Sixteen-year-olds are their parents’ responsibility

Published: May 25, 2012 at 2:07am

This was my column in The Malta Independent, yesterday.

The Labour Party has said that its ephemeral and unspecified “guarantee for youth” will be a sort of outreach programme that follows up on school-leavers who are not revealed by the official records to be working or studying.

“This is the guarantee we are giving. We will follow up the young people who do not remain at school after the age of 16 and who cannot be traced as employed or self-employed,” Joseph Muscat said on Tuesday.

Aside from the distinctly Big Brother ramifications of having your government hunt you down and call you in if you are 16 and don’t have a job or a place at college (if I were 16 and doing neither, I’d be tempted to give them the finger and point out that it’s none of their business), surely the Labour Party is forgetting something.

This is the parents’ job, and not the government’s.

Dealing with a 16-year-old who refuses to study or train beyond the mandatory legal requirement is the responsibility of his or her parents, not Joseph Muscat’s and his band of busybodies’.

What did I tell you about the Labour Party having far right political tendencies? Hunting down 16-year-olds who are the responsibility of their parents, to find out why they are doing nothing sensible with their lives, why they don’t have a job and why they are not training or studying, is screamingly, outrageously far right.

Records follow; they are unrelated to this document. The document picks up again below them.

//! Session context
//!
//! Owns the authenticated principal and its bearer token. The two are set
//! and cleared together: a session is either fully authenticated or empty.
//!
//! ```text
//!   new() ──▶ Anonymous ──begin / login ok──▶ Authenticated ──end()──▶ Anonymous
//!                 ▲   login failed                 │ replace_principal
//!                 └──────────┘                     └──────▶ Authenticated
//!                                                  │ refresh ok: rotate_tokens
//!                                                  │ refresh 401: end()
//! ```

use crate::auth::AuthGateway;
use crate::error::{ApiError, ApiResult};
use fba_access::{Principal, Role};
use std::fmt;

/// Bearer token
///
/// Debug output is redacted.
#[derive(Clone, PartialEq, Eq)]
pub struct AccessToken(String);

impl AccessToken {
    /// Wrap a raw token
    #[inline]
    #[must_use]
    pub fn new(raw: impl Into<String>) -> Self {
        Self(raw.into())
    }

    /// Raw token for the `Authorization` header
    #[inline]
    #[must_use]
    pub fn as_str(&self) -> &str {
        &self.0
    }
}

impl fmt::Debug for AccessToken {
    fn fmt(&self, f: &mut fmt::Formatter<'_>) -> fmt::Result {
        f.write_str("AccessToken(***)")
    }
}

/// Result of a successful login exchange
#[derive(Debug, Clone)]
pub struct LoginResponse {
    /// Bearer token
    pub token: AccessToken,
    /// Refresh token, when issued
    pub refresh_token: Option<String>,
    /// Principal the token belongs to
    pub principal: Principal,
}

#[derive(Debug, Clone)]
struct Authenticated {
    principal: Principal,
    token: AccessToken,
    refresh_token: Option<String>,
}

/// The current user's session
#[derive(Debug, Clone, Default)]
pub struct SessionContext {
    state: Option<Authenticated>,
}

impl SessionContext {
    /// Create unauthenticated session
    #[inline]
    #[must_use]
    pub fn new() -> Self {
        Self::default()
    }

    /// Install a login result, replacing any previous session
    pub fn begin(&mut self, login: LoginResponse) {
        tracing::info!(
            username = %login.principal.username,
            role = %login.principal.role,
            "Session started"
        );
        self.state = Some(Authenticated {
            principal: login.principal,
            token: login.token,
            refresh_token: login.refresh_token,
        });
    }

    /// Log in through `gateway`
    ///
    /// On failure the session is left exactly as it was.
    ///
    /// # Errors
    /// Returns the gateway's error.
    pub async fn login<G>(
        &mut self,
        gateway: &G,
        identifier: &str,
        secret: &str,
    ) -> ApiResult<&Principal>
    where
        G: AuthGateway + ?Sized,
    {
        match gateway.login(identifier, secret).await {
            Ok(response) => {
                self.begin(response);
                self.principal().ok_or(ApiError::Unauthenticated)
            }
            Err(e) => {
                tracing::warn!(identifier, error = %e, "Login failed");
                Err(e)
            }
        }
    }

    /// Exchange the held refresh token for a new token pair
    ///
    /// The principal is kept. A 401 means the backend no longer honors the
    /// session, so it is ended; any other failure leaves it unchanged.
    ///
    /// # Errors
    /// Returns [`ApiError::Unauthenticated`] when signed out or no refresh
    /// token was issued, otherwise the gateway's error.
    pub async fn refresh<G>(&mut self, gateway: &G) -> ApiResult<()>
    where
        G: AuthGateway + ?Sized,
    {
        let refresh_token = self
            .refresh_token()
            .ok_or(ApiError::Unauthenticated)?
            .to_string();
        match gateway.refresh(&refresh_token).await {
            Ok(tokens) => {
                self.rotate_tokens(AccessToken::new(tokens.access_token), tokens.refresh_token);
                Ok(())
            }
            Err(e) => {
                tracing::warn!(error = %e, "Token refresh failed");
                if e.is_unauthorized() {
                    self.end();
                }
                Err(e)
            }
        }
    }

    /// Swap in a rotated token pair, keeping the principal
    ///
    /// A missing refresh token keeps the one already held. Returns `false`
    /// and does nothing when no session is active.
    pub fn rotate_tokens(&mut self, token: AccessToken, refresh_token: Option<String>) -> bool {
        match &mut self.state {
            Some(state) => {
                tracing::debug!(username = %state.principal.username, "Tokens rotated");
                state.token = token;
                if refresh_token.is_some() {
                    state.refresh_token = refresh_token;
                }
                true
            }
            None => false,
        }
    }

    /// Clear the session locally
    pub fn end(&mut self) {
        if let Some(previous) = self.state.take() {
            tracing::info!(username = %previous.principal.username, "Session ended");
        }
    }

    /// Swap in an updated principal, keeping the token
    ///
    /// Returns `false` and does nothing when no session is active.
    pub fn replace_principal(&mut self, principal: Principal) -> bool {
        match &mut self.state {
            Some(state) => {
                tracing::debug!(username = %principal.username, "Principal replaced");
                state.principal = principal;
                true
            }
            None => false,
        }
    }

    /// Authenticated principal
    #[inline]
    #[must_use]
    pub fn principal(&self) -> Option<&Principal> {
        self.state.as_ref().map(|s| &s.principal)
    }

    /// Bearer token
    #[inline]
    #[must_use]
    pub fn token(&self) -> Option<&AccessToken> {
        self.state.as_ref().map(|s| &s.token)
    }

    /// Refresh token
    #[inline]
    #[must_use]
    pub fn refresh_token(&self) -> Option<&str> {
        self.state.as_ref().and_then(|s| s.refresh_token.as_deref())
    }

    /// Check if a principal is signed in
    #[inline]
    #[must_use]
    pub fn is_authenticated(&self) -> bool {
        self.state.is_some()
    }

    /// Role the evaluator will use, if signed in
    #[must_use]
    pub fn effective_role(&self) -> Option<Role> {
        self.principal().map(fba_access::effective_role)
    }
}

The only way you can go even farther to the right than that is by fining them or jailing them for refusing to do their duty and comply with the demand that they contribute to society, or by over-ruling parental authority to force them into military service. But Labour won’t do that, because on the matter of all things military, it swings to the 1970s left and the era of the CND badge.

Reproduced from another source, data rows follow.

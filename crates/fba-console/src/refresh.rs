//! Periodic view refresh
//!
//! [`AutoRefresh`] re-runs a fetch on a fixed period while its handle is
//! alive. A tick that arrives while a fetch holds the [`RefreshGate`] is
//! skipped, so at most one refresh per view is ever in flight. Dropping the
//! handle aborts the task, including a fetch in progress.

use std::future::Future;
use std::sync::atomic::{AtomicBool, Ordering};
use std::sync::Arc;
use std::time::Duration;
use tokio::task::JoinHandle;
use tokio::time::MissedTickBehavior;

/// Default refresh period of data views
pub const DEFAULT_REFRESH_INTERVAL: Duration = Duration::from_secs(30);

/// Single-flight guard shared by automatic and manual refreshes
#[derive(Debug, Clone, Default)]
pub struct RefreshGate {
    busy: Arc<AtomicBool>,
}

impl RefreshGate {
    /// Create open gate
    #[inline]
    #[must_use]
    pub fn new() -> Self {
        Self::default()
    }

    /// Claim the gate, `None` if a refresh is already running
    #[must_use]
    pub fn try_enter(&self) -> Option<RefreshPermit> {
        self.busy
            .compare_exchange(false, true, Ordering::AcqRel, Ordering::Acquire)
            .ok()
            .map(|_| RefreshPermit {
                busy: Arc::clone(&self.busy),
            })
    }

    /// Check if a refresh holds the gate
    #[inline]
    #[must_use]
    pub fn is_busy(&self) -> bool {
        self.busy.load(Ordering::Acquire)
    }
}

/// Held for the duration of one refresh; releases the gate on drop
#[derive(Debug)]
pub struct RefreshPermit {
    busy: Arc<AtomicBool>,
}

impl Drop for RefreshPermit {
    fn drop(&mut self) {
        self.busy.store(false, Ordering::Release);
    }
}

/// Handle of a periodic refresh task
#[derive(Debug)]
pub struct AutoRefresh {
    handle: JoinHandle<()>,
    gate: RefreshGate,
    interval: Duration,
}

impl AutoRefresh {
    /// Spawn a task calling `refresh` every `interval`
    ///
    /// The first call happens one period after spawning; views load once on
    /// their own when mounted.
    ///
    /// # Panics
    /// Panics if `interval` is zero or no tokio runtime is running.
    pub fn spawn<F, Fut>(interval: Duration, refresh: F) -> Self
    where
        F: FnMut() -> Fut + Send + 'static,
        Fut: Future<Output = ()> + Send + 'static,
    {
        Self::spawn_gated(interval, RefreshGate::new(), refresh)
    }

    /// Like [`spawn`](Self::spawn), sharing an existing gate
    ///
    /// # Panics
    /// Panics if `interval` is zero or no tokio runtime is running.
    pub fn spawn_gated<F, Fut>(interval: Duration, gate: RefreshGate, mut refresh: F) -> Self
    where
        F: FnMut() -> Fut + Send + 'static,
        Fut: Future<Output = ()> + Send + 'static,
    {
        let task_gate = gate.clone();
        let handle = tokio::spawn(async move {
            let mut ticker = tokio::time::interval(interval);
            ticker.set_missed_tick_behavior(MissedTickBehavior::Skip);
            ticker.tick().await;

            loop {
                ticker.tick().await;
                let Some(_permit) = task_gate.try_enter() else {
                    tracing::debug!("Skipping refresh, previous one still running");
                    continue;
                };
                refresh().await;
            }
        });

        tracing::debug!(interval_secs = interval.as_secs(), "Auto refresh started");
        Self {
            handle,
            gate,
            interval,
        }
    }

    /// Gate shared with manual refreshes
    #[inline]
    #[must_use]
    pub fn gate(&self) -> &RefreshGate {
        &self.gate
    }

    /// Refresh period
    #[inline]
    #[must_use]
    pub fn interval(&self) -> Duration {
        self.interval
    }

    /// Check if the task has stopped
    #[inline]
    #[must_use]
    pub fn is_finished(&self) -> bool {
        self.handle.is_finished()
    }

    /// Stop refreshing
    pub fn stop(self) {
        drop(self);
    }
}

impl Drop for AutoRefresh {
    fn drop(&mut self) {
        self.handle.abort();
    }
}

Joseph keeps telling us he’s liberal. Well, actually he’s now stopped, because he thinks liberalism is composed of anything to do with sex and marriage, like divorce and homosexuality, when it’s not quite that at all.

But this business with the 16-year-olds is the polar opposite of a liberal policy, even if we take it that it’s a policy at all. The liberal view is that if a 16-year-old wants to sit on his butt and do nothing, he’s his parents’ problem and nobody else’s.

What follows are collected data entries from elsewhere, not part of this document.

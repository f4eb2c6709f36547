//! FBA Access - role-gated navigation for the feedback console
//!
//! Decides which routes and actions a signed-in user may reach:
//! - Roles and role sets
//! - The principal record and role request lifecycle
//! - A static catalog of routes and actions with one rule each
//! - A pure evaluator and a redirecting navigation guard
//!
//! # Example
//!
//! ```rust
//! use fba_access::prelude::*;
//!
//! let catalog = RouteCatalog::with_defaults();
//! let guard = NavigationGuard::new(&catalog);
//!
//! let viewer = Principal::new("vic", "vic@example.com", Role::Viewer);
//! let decision = guard.check(Some(&viewer), "/integrations");
//! assert_eq!(decision.target(), "/dashboard");
//!
//! let analyst = Principal::new("ana", "ana@example.com", Role::Analyst);
//! assert!(guard.check(Some(&analyst), "/integrations").is_allowed());
//! ```

#![warn(missing_docs)]
#![warn(unreachable_pub)]

// Core modules
pub mod catalog;
pub mod error;
pub mod guard;
pub mod policy;
pub mod principal;
pub mod role;
pub mod rule;

// Re-exports for convenience
pub use catalog::{NavEntry, RouteCatalog, RouteCatalogBuilder, DEFAULT_ROUTE, LOGIN_ROUTE};
pub use error::{AccessError, AccessResult};
pub use guard::{DenialReason, NavigationDecision, NavigationGuard};
pub use policy::{authenticated, can_access, effective_role, user_scope, AccessPolicy, UserScope};
pub use principal::{Principal, RoleAssignment, RoleDecision};
pub use role::{Role, RoleSet};
pub use rule::{actions, AccessRule};

/// Prelude module for common imports
pub mod prelude {
    //! Common imports for access checks
    pub use crate::{
        can_access, effective_role, AccessPolicy, AccessRule, DenialReason, NavigationDecision,
        NavigationGuard, Principal, Role, RoleSet, RouteCatalog,
    };
}

/// Version of this crate
pub const VERSION: &str = env!("CARGO_PKG_VERSION");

And when he turns 18, he will not be technically their problem anymore either, though in reality they’ll continue to worry. He will be his own problem, free to do nothing as he pleases and face the consequences of that. And does Joseph know why? It’s because this is now a free country, no thanks to Labour.

I find it very odd that Joseph Muscat hopes to appeal to first-time voters by promising to hunt them down if they don’t work or study. When young people are trying so hard to shake off their parents’ nagging, the last thing that’s going to appeal to them is the threat of having the new prime minister on their case. “Give me your vote, and I swear I’ll nag you to death if you don’t behave.”

Liberals find repugnant the very idea of the state sniffing through the records to find out what individual 16-year-olds are doing with themselves, then summoning them to face a barrage of questioning about their private and non-criminal behaviour.

Compiling anonymous statistics about the numbers of young people in work or at university is one thing. Actually combing through the records to identify perceived defaulters by name, address and telephone number and calling them in for supervision and questions is another. It is outrageous.

Clearly, Joseph Muscat and his dinosaur network do not feel the same way because they have no true liberal soul. If I were a 16-year-old in that position, I would tell the government where to stuff its concern and how to stay out of my life (but I have said that already).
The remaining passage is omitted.